> [Goal of the exercise]: Reply with one number only: the count of lines below that contain the word "true".

*** Block opens ***

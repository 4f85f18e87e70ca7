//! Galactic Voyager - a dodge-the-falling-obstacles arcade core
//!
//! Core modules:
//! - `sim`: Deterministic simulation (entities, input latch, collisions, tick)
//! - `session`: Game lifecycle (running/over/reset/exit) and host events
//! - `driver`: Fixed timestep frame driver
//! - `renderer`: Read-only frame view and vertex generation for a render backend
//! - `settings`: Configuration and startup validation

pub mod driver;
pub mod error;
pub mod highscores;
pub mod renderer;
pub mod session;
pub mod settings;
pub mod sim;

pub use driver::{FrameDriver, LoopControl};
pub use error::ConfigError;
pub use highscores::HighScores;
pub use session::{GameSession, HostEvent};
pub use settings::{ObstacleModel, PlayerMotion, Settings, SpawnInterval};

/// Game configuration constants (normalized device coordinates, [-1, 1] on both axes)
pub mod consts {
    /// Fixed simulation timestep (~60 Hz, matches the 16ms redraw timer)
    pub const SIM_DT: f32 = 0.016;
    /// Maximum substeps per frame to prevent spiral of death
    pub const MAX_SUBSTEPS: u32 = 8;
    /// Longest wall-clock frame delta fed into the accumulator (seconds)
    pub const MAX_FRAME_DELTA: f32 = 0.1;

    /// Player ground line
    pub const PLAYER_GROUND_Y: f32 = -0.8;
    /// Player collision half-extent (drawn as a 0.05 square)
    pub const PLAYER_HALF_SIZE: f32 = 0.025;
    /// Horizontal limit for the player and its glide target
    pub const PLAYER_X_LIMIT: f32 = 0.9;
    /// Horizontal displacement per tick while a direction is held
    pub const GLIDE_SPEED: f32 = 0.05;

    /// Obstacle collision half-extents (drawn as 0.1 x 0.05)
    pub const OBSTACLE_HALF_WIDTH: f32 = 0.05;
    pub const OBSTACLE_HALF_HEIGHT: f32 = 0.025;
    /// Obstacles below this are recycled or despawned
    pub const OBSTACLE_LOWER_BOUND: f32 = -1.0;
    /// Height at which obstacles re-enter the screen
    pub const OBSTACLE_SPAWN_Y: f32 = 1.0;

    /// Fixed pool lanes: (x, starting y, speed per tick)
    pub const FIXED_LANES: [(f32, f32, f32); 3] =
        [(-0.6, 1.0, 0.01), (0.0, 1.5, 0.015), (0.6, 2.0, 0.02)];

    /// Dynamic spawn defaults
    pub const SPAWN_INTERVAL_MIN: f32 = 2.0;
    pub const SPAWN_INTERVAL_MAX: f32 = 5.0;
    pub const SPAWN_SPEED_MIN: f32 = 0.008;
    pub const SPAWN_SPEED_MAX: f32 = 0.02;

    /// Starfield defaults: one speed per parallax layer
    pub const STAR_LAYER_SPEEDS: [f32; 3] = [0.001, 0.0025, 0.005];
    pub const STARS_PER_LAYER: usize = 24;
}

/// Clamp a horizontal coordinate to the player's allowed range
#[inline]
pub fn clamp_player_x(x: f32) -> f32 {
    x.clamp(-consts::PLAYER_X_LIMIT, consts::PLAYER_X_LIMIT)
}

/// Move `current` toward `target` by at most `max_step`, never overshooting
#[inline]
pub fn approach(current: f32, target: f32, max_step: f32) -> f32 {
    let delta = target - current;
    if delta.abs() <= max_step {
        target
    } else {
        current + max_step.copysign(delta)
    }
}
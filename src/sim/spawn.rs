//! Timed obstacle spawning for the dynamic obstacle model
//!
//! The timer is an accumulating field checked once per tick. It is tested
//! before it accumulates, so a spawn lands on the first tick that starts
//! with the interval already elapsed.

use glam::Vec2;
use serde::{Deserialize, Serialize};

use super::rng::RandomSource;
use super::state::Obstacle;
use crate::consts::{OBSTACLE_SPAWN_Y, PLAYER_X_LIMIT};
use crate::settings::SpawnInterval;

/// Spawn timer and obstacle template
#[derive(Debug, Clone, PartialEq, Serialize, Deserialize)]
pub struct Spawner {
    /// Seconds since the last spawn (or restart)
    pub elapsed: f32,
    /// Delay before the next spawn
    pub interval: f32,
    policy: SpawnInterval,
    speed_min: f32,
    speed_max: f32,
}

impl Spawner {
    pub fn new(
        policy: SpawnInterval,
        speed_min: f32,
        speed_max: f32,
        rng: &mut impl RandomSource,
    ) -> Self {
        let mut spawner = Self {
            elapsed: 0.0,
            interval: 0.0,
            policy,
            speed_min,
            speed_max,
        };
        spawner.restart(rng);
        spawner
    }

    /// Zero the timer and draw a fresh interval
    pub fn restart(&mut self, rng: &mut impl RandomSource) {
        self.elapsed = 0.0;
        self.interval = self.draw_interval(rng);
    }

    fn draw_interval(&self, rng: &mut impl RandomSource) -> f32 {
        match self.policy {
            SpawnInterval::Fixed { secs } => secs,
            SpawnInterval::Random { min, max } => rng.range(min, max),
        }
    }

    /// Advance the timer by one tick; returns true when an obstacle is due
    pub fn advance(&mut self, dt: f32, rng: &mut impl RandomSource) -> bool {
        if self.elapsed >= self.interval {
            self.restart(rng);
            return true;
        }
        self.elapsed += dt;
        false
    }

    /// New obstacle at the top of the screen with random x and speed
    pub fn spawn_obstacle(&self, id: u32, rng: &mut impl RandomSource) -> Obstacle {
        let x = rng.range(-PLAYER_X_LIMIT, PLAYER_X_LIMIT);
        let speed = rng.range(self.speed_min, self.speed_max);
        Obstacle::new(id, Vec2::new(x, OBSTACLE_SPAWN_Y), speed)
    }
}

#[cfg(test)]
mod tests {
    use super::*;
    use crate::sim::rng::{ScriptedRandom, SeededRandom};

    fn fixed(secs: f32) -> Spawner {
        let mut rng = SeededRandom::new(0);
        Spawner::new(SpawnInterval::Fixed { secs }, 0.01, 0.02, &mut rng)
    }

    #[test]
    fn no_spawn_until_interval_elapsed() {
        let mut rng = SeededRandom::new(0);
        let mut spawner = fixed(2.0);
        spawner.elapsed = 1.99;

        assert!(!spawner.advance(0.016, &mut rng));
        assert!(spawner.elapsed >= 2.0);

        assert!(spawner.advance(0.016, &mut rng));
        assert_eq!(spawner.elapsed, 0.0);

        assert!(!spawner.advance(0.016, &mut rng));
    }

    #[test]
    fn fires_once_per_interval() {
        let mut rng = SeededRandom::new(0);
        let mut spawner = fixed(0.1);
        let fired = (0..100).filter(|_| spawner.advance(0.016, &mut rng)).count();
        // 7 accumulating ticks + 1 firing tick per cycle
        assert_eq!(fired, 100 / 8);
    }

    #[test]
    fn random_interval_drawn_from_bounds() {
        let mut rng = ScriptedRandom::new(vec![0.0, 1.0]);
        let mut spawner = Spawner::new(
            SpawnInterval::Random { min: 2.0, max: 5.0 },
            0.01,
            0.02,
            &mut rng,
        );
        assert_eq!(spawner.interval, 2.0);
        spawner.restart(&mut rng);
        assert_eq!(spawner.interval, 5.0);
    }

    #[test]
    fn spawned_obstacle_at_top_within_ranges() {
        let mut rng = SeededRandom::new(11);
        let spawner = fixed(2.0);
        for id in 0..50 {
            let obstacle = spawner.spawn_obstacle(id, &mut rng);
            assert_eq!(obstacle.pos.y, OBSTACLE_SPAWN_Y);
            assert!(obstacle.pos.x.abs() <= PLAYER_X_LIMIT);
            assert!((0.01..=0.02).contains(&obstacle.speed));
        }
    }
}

*** Block closes ***

> [Your response]: 2